- _What you need to do_: From the records below, take each line where the string "ScoreTable" shows up and copy it.
-- Opening Marker --
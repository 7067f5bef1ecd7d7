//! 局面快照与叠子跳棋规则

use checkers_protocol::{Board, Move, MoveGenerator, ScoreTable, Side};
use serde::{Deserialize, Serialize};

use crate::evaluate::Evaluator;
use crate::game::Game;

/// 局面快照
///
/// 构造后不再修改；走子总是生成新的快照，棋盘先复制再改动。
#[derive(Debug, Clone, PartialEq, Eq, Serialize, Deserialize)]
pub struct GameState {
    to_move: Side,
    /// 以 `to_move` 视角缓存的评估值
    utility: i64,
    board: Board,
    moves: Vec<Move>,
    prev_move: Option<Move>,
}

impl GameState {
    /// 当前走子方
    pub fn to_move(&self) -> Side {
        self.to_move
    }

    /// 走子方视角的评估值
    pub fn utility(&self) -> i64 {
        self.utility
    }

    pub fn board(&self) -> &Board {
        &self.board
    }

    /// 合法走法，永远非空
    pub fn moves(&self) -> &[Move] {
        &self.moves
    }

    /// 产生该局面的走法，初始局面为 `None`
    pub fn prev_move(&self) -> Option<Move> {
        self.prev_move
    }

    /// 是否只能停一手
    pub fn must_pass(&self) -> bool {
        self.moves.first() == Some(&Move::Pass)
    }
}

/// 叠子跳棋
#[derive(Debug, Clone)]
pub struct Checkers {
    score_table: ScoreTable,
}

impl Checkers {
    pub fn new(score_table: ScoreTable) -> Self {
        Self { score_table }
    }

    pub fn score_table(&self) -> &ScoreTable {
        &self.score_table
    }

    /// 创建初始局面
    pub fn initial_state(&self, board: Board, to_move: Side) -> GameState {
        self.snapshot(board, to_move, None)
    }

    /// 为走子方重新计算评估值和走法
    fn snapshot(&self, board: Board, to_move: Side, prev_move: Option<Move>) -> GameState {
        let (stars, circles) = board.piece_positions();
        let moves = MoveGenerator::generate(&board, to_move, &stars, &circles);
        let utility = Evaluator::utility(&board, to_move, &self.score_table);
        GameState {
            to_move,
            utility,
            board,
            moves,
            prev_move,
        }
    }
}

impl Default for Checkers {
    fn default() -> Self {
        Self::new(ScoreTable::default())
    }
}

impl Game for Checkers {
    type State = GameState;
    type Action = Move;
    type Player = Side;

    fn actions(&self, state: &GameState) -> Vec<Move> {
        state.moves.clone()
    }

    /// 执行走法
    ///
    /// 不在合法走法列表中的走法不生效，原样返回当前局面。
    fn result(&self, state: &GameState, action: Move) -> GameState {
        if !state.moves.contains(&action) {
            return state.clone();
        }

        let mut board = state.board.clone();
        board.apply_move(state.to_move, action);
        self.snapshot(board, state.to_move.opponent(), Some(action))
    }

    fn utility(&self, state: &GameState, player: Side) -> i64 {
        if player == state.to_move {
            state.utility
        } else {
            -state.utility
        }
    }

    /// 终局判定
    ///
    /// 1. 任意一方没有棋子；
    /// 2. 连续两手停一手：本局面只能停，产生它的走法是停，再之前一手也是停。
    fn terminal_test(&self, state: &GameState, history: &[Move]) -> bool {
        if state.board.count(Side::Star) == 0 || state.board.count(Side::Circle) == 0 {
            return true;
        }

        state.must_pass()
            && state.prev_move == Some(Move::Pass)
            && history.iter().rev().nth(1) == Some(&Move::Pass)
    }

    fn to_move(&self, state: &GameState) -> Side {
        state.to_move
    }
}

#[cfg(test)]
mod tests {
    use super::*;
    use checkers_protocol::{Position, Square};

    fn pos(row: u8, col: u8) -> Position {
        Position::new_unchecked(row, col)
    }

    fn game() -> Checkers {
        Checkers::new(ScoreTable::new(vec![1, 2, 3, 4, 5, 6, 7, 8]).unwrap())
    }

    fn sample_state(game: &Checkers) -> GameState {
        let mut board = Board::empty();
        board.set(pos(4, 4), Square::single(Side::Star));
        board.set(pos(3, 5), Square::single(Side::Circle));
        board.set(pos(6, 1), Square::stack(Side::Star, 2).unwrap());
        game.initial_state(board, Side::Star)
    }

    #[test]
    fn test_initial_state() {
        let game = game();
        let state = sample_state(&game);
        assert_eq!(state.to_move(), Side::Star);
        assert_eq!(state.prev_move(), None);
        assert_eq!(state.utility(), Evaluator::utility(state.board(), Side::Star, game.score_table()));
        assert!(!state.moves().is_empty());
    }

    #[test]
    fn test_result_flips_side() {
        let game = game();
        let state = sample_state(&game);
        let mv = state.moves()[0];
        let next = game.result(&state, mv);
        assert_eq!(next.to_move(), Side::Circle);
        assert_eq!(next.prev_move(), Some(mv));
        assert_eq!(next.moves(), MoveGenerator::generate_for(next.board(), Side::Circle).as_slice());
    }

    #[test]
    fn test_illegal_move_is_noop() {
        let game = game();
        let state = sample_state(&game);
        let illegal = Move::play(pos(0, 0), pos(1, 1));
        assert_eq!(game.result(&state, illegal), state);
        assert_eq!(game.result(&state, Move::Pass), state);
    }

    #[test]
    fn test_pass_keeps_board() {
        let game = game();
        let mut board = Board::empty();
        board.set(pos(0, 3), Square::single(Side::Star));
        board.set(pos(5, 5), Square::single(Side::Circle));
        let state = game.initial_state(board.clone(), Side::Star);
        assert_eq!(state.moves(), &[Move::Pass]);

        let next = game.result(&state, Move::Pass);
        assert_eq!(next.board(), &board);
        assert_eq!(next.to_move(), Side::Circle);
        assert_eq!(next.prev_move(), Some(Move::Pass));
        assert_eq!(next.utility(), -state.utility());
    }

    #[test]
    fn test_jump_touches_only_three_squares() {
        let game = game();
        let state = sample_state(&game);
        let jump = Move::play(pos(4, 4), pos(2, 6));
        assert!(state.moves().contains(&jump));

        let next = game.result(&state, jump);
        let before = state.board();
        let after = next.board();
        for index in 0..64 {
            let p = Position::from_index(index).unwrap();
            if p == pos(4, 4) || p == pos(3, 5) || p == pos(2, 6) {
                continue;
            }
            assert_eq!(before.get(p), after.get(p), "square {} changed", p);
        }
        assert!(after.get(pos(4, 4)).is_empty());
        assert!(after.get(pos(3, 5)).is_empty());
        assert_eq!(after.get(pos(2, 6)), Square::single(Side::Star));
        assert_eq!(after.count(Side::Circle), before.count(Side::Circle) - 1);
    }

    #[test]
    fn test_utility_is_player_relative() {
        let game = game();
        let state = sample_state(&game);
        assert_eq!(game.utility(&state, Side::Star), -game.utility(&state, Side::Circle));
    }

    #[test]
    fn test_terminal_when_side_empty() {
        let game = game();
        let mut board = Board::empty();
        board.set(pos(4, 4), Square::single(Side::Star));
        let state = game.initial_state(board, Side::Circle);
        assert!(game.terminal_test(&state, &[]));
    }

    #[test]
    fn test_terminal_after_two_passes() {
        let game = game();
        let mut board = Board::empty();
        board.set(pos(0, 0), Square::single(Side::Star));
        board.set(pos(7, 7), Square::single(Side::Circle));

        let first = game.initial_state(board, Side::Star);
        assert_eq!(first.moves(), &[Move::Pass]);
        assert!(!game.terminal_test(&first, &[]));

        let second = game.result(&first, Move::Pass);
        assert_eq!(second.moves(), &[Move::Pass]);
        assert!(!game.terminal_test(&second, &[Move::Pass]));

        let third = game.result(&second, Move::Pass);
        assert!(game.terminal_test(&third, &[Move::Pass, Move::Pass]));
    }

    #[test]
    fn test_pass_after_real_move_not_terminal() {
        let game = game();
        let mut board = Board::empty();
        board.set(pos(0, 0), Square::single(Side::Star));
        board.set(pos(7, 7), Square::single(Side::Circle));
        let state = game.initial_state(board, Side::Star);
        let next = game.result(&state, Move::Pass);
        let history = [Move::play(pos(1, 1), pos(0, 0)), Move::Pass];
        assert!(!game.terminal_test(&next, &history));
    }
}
-- Closing Marker --
-- Opening Marker --
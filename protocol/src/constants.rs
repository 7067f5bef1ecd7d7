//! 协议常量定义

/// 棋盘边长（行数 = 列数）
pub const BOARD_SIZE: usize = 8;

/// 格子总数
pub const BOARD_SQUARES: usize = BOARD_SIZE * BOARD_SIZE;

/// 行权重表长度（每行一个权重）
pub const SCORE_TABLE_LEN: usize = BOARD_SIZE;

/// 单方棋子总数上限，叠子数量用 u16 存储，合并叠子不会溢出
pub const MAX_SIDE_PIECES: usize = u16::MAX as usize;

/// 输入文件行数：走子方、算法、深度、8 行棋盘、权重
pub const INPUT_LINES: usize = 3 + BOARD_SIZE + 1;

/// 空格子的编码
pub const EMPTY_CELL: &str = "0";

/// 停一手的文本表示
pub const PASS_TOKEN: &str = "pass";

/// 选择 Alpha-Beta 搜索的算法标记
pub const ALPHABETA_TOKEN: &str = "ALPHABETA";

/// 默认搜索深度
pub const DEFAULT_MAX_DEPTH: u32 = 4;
-- Closing Marker --
- _Exercise answer_:
use checkers_protocol::{Board, Move, MoveGenerator, ScoreTable, Side};
    score_table: ScoreTable,
    pub fn new(score_table: ScoreTable) -> Self {
    pub fn score_table(&self) -> &ScoreTable {
        Self::new(ScoreTable::default())
        Checkers::new(ScoreTable::new(vec![1, 2, 3, 4, 5, 6, 7, 8]).unwrap())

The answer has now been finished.